The specificity of protein-protein interactions is key to the successful execution of virtually every biological process. While some proteins have evolved to interact with pre-determined partners, other protein-protein interactions are driven by so-called modules that have evolved more generic recognition properties. Two such modules were recognised very early on by homology with the Src protein tyrosine kinase, namely SH2 domains (Sadowski et al, 1986) and SH3 domains (Mayer et al, 1988; Stahl et al, 1988; the SH1 domain is the protein kinase domain itself). SH3 domains bind to proline-rich peptides, while SH2 domains bind to phospho-tyrosines (pY). The reversible phosphorylation of tyrosine represents an on/off switch that in this case would directly regulate the binding between an SH2-domain protein and its target in each signal transduction pathway.
SH2 domains are approximately 100 amino acids long and contain both a fairly generic pY binding module and a neighbouring module conferring sequence specificity. Approximately 140 SH2 domains have been identified in 120 human proteins, and sequence analysis suggests that they have evolved from a recent common ancestor (Liu et al, 2006; Tinti et al, 2013).

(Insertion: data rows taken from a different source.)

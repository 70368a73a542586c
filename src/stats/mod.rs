// Derived statistics
//
// Pure folds of the event timeline, clock and possession into team and
// player statistics. Nothing here is persisted; stats are recomputed after
// every state change.

pub mod calculators;

mod engine;
pub mod models;
mod publisher;

pub use calculators::{live_score, score_mismatches, share, time_since_last_shot};
pub use engine::{StatsEngine, StatsEngineBuilder};
pub use models::*;
pub use publisher::StatsPublisher;

use crate::clock::GameClock;
use crate::possession::PossessionState;
use crate::timeline::EventTimeline;

/// Priority constants for stat calculators.
/// Lower values run first; later calculators may read earlier results.
pub mod calculator_priority {
    /// Raw counts folded straight from events
    pub const BASE_COUNTS: u32 = 100;
    /// Values derived from the clock or from other stats
    pub const DERIVED: u32 = 200;
}

/// Everything a calculator may read
#[derive(Clone, Copy)]
pub struct StatsContext<'a> {
    pub timeline: &'a EventTimeline,
    pub clock: &'a GameClock,
    pub possession: &'a PossessionState,
}

impl<'a> StatsContext<'a> {
    pub fn new(
        timeline: &'a EventTimeline,
        clock: &'a GameClock,
        possession: &'a PossessionState,
    ) -> Self {
        Self {
            timeline,
            clock,
            possession,
        }
    }
}

pub trait StatCalculator: Send + Sync {
    fn calculate(&self, context: &StatsContext, stats: &mut MatchStats);

    fn priority(&self) -> u32;
}
use crate::stats::{MatchStats, ScoreMismatch, StatCalculator, StatsContext};
use crate::store::MatchRecord;
use crate::timeline::{EventTimeline, EventType, Team};

/// Tallies every event into its team's counts
pub struct EventCountCalculator;

impl Default for EventCountCalculator {
    fn default() -> Self {
        Self::new()
    }
}

impl EventCountCalculator {
    pub fn new() -> Self {
        Self
    }
}

impl StatCalculator for EventCountCalculator {
    fn calculate(&self, context: &StatsContext, stats: &mut MatchStats) {
        for event in context.timeline.iter() {
            stats.team_mut(event.team).counts.record(event.event_type);
        }
    }

    fn priority(&self) -> u32 {
        crate::stats::calculator_priority::BASE_COUNTS
    }
}

/// Score derived from goal events
pub fn live_score(timeline: &EventTimeline, team: Team) -> u32 {
    timeline
        .iter()
        .filter(|e| e.team == team && e.event_type == EventType::Goal)
        .count() as u32
}

/// Teams whose stored score differs from the live score
pub fn score_mismatches(record: &MatchRecord, timeline: &EventTimeline) -> Vec<ScoreMismatch> {
    [Team::Home, Team::Away]
        .into_iter()
        .filter_map(|team| {
            let stored = record.score(team);
            let live = live_score(timeline, team);
            (stored != live).then_some(ScoreMismatch { team, stored, live })
        })
        .collect()
}
// Library crate for the match tagging console
// This file exposes the public API for the server binary and integration tests

pub mod api;
pub mod clock;
pub mod config;
pub mod console;
pub mod event;
pub mod notify;
pub mod possession;
pub mod roster;
pub mod session;
pub mod shared;
pub mod stats;
pub mod store;
pub mod sync;
pub mod timeline;
pub mod video;

// Re-export commonly used types for easier access in tests
pub use clock::{GameClock, Half};
pub use config::{ConfigError, ConsoleConfig};
pub use console::{Confirmation, ConsoleError, ConsoleManager, ConsoleSettings, MatchConsole};
pub use event::{EventBus, MatchChange};
pub use possession::PossessionState;
pub use session::{ConsoleSession, Role};
pub use shared::{AppError, AppState};
pub use stats::{MatchStats, StatsEngine};
pub use store::{InMemoryMatchStore, MatchPatch, MatchRecord, MatchStore, PostgresMatchStore, StoreError};
pub use timeline::{EventTimeline, EventType, MatchEvent, Team};
use std::sync::Arc;
use tokio::sync::broadcast::{self, error::RecvError};
use tokio::task::JoinHandle;
use tracing::{info, warn};

use super::{changes::MatchChange, handler::MatchChangeHandler};

/// Routes a match's change stream to a handler
pub struct MatchSubscription {
    match_id: String,
    handler: Arc<dyn MatchChangeHandler>,
    receiver: broadcast::Receiver<MatchChange>,
}

impl MatchSubscription {
    pub fn new(
        match_id: String,
        handler: Arc<dyn MatchChangeHandler>,
        receiver: broadcast::Receiver<MatchChange>,
    ) -> Self {
        Self {
            match_id,
            handler,
            receiver,
        }
    }

    /// Start the subscription - spawns a background task that listens to match
    /// changes and routes them to the handler
    pub fn start(self) -> SubscriptionHandle {
        let match_id = self.match_id.clone();
        let handler_name = self.handler.handler_name();

        info!(
            match_id = %match_id,
            handler = handler_name,
            "Starting match subscription"
        );

        let mut receiver = self.receiver;
        let handler = self.handler;
        let task_match_id = match_id.clone();

        let task = tokio::spawn(async move {
            loop {
                let change = match receiver.recv().await {
                    Ok(change) => change,
                    Err(RecvError::Lagged(skipped)) => {
                        warn!(
                            match_id = %task_match_id,
                            handler = handler_name,
                            skipped = skipped,
                            "Match subscription lagged, resyncing"
                        );
                        if let Err(e) = handler.resync(&task_match_id).await {
                            warn!(
                                match_id = %task_match_id,
                                handler = handler_name,
                                error = %e,
                                "Resync after lag failed"
                            );
                        }
                        continue;
                    }
                    Err(RecvError::Closed) => break,
                };

                if let Err(e) = handler.handle_change(&task_match_id, change).await {
                    warn!(
                        match_id = %task_match_id,
                        handler = handler_name,
                        error = %e,
                        "Match change handler failed"
                    );
                }
            }

            info!(
                match_id = %task_match_id,
                handler = handler_name,
                "Match subscription ended - channel closed"
            );
        });

        SubscriptionHandle {
            match_id,
            handler_name,
            task,
        }
    }
}

/// Owns a running subscription. Releasing (or dropping) it stops delivery.
pub struct SubscriptionHandle {
    match_id: String,
    handler_name: &'static str,
    task: JoinHandle<()>,
}

impl SubscriptionHandle {
    pub fn match_id(&self) -> &str {
        &self.match_id
    }

    pub fn is_active(&self) -> bool {
        !self.task.is_finished()
    }

    /// Stops delivery and waits until the task, and its receiver, are gone
    pub async fn release(mut self) {
        info!(
            match_id = %self.match_id,
            handler = self.handler_name,
            "Releasing match subscription"
        );
        self.task.abort();
        let _ = (&mut self.task).await;
    }
}

impl Drop for SubscriptionHandle {
    fn drop(&mut self) {
        self.task.abort();
    }
}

Adhirons and Affimers are classes of non-Antibody Binding Protein that have been engineered to present constrained peptides as recognition surfaces. The scaffolds are small (~100 amino acids, 11 kDa, 3 nm in diameter), stable (Tm of 70oC to over 100oC), monomeric proteins that lack di-sulphide bonds, and are therefore uniquely suited to both a wide range of applications in protein detection (eg western blotting, enzyme-linked sorbent assays) and capture (affinity purification) and use inside human cells, to interfere with natural protein-protein interactions. Each scaffold is capable of displaying two peptides as loops of varying lengths. To create libraries of candidate binders we use codon-based oligonucleotide synthesis to control amino acid diversity so that 19 of the available natural amino acids are evenly represented in the library. The presented peptides are sufficiently close in space that they may interact, and thus the scaffold may present not just loops but also a variety of flat surfaces for interaction.
Working with Avacta Life Sciences we established a project with the primary objective to develop a tool box of reagents to target and block SH2 domain dependent protein interactions. Specifically binding reagents will be identified that bind to all of the SH2 domains and used in a range of assays and techniques to measure specificity and ability to inhibit SH2 domain function.